● **What you are asked to do**
Repeat exactly the lines of the entries below from the one with "in [0.5, 1]." through the one with "- Comparisons check", both ends included, and nothing else.

(Collected data)
_ _ _ _
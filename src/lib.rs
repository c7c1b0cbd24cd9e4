//! chained-hashmap: a single-threaded key/value map built on
//! separate-chaining buckets with power-of-two growth.
//!
//! Internal Design:
//!
//! Summary
//! - Goal: a small, predictable associative container whose insert, lookup,
//!   removal and resize logic can each be checked in isolation.
//! - Layers:
//!   - Bucket<K, V>: one chain of `Entry { key, value, hash }` in insertion
//!     order; knows how to find, append and remove, nothing about sizing.
//!   - ChainedHashMap<K, V>: owns the bucket array, the live-entry count and
//!     the load factor; maps hashes to buckets and decides when to grow.
//!   - MapConfig: construction-time initial capacity and load factor,
//!     validated into a power-of-two bucket count and a load factor in [0.5, 1].
//!
//! Constraints
//! - Single-threaded: `!Send`/`!Sync` by design (no locks, no atomics).
//! - Bucket count is always a power of two; the index is `hash & (cap - 1)`.
//! - At most one entry per key; re-inserting a key overwrites its value.
//! - After an insertion returns, `len / capacity < load_factor`.
//!
//! Growth
//! - Adding a new key that brings `len / capacity` to the load factor
//!   doubles the bucket array. Every entry is moved to the new array in
//!   bucket order through the same placement step insertion uses.
//! - Overwriting the value of an existing key is not a growth event.
//! - Capacity never shrinks; `clear` keeps the bucket array.
//!
//! Hashing
//! - Each entry stores the `u64` hash computed when it was inserted.
//!   Resizing re-places entries from the stored hash, so `K: Hash` is never
//!   invoked after insertion, and no user code runs while the bucket array
//!   is being rebuilt.
//! - Comparisons check the stored hash before calling `K: Eq`.
//! - The hash builder is fixed (hashbrown's default); callers cannot inject
//!   their own.
//!
//! Absent keys
//! - The typed API (`insert`, `get`, `remove`) cannot be handed an absent
//!   key. Callers holding an `Option` key use `try_insert`, `try_get`,
//!   `try_remove`, which all reject `None` with `InvalidArgument::AbsentKey`
//!   before touching the map.
//!
//! Reentrancy
//! - Public keyed operations register with a debug-only scan tracker while
//!   `K: Hash`/`K: Eq` run. A key that reaches back into the same map from
//!   those impls panics in debug builds.
//!
//! Logging
//! - Uses the `log` facade: `trace` on construction, `debug` on every
//!   resize, `warn` if the bucket array cannot double.

mod bucket;
mod chained_hash_map;
mod chained_hash_map_proptest;
mod config;
mod error;
mod reentrancy;

// Public surface
pub use chained_hash_map::{ChainedHashMap, IntoIter, Iter, IterMut, Keys, Values};
pub use config::{
    MapConfig, DEFAULT_INITIAL_CAPACITY, DEFAULT_LOAD_FACTOR, MIN_INITIAL_CAPACITY, MIN_LOAD_FACTOR,
};
pub use error::InvalidArgument;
_ _ _ _
● **Output for this task**
//!     validated into a power-of-two bucket count and a load factor in [0.5, 1].
//!
//! Constraints
//! - Single-threaded: `!Send`/`!Sync` by design (no locks, no atomics).
//! - Bucket count is always a power of two; the index is `hash & (cap - 1)`.
//! - At most one entry per key; re-inserting a key overwrites its value.
//! - After an insertion returns, `len / capacity < load_factor`.
//!
//! Growth
//! - Adding a new key that brings `len / capacity` to the load factor
//!   doubles the bucket array. Every entry is moved to the new array in
//!   bucket order through the same placement step insertion uses.
//! - Overwriting the value of an existing key is not a growth event.
//! - Capacity never shrinks; `clear` keeps the bucket array.
//!
//! Hashing
//! - Each entry stores the `u64` hash computed when it was inserted.
//!   Resizing re-places entries from the stored hash, so `K: Hash` is never
//!   invoked after insertion, and no user code runs while the bucket array
//!   is being rebuilt.
//! - Comparisons check the stored hash before calling `K: Eq`.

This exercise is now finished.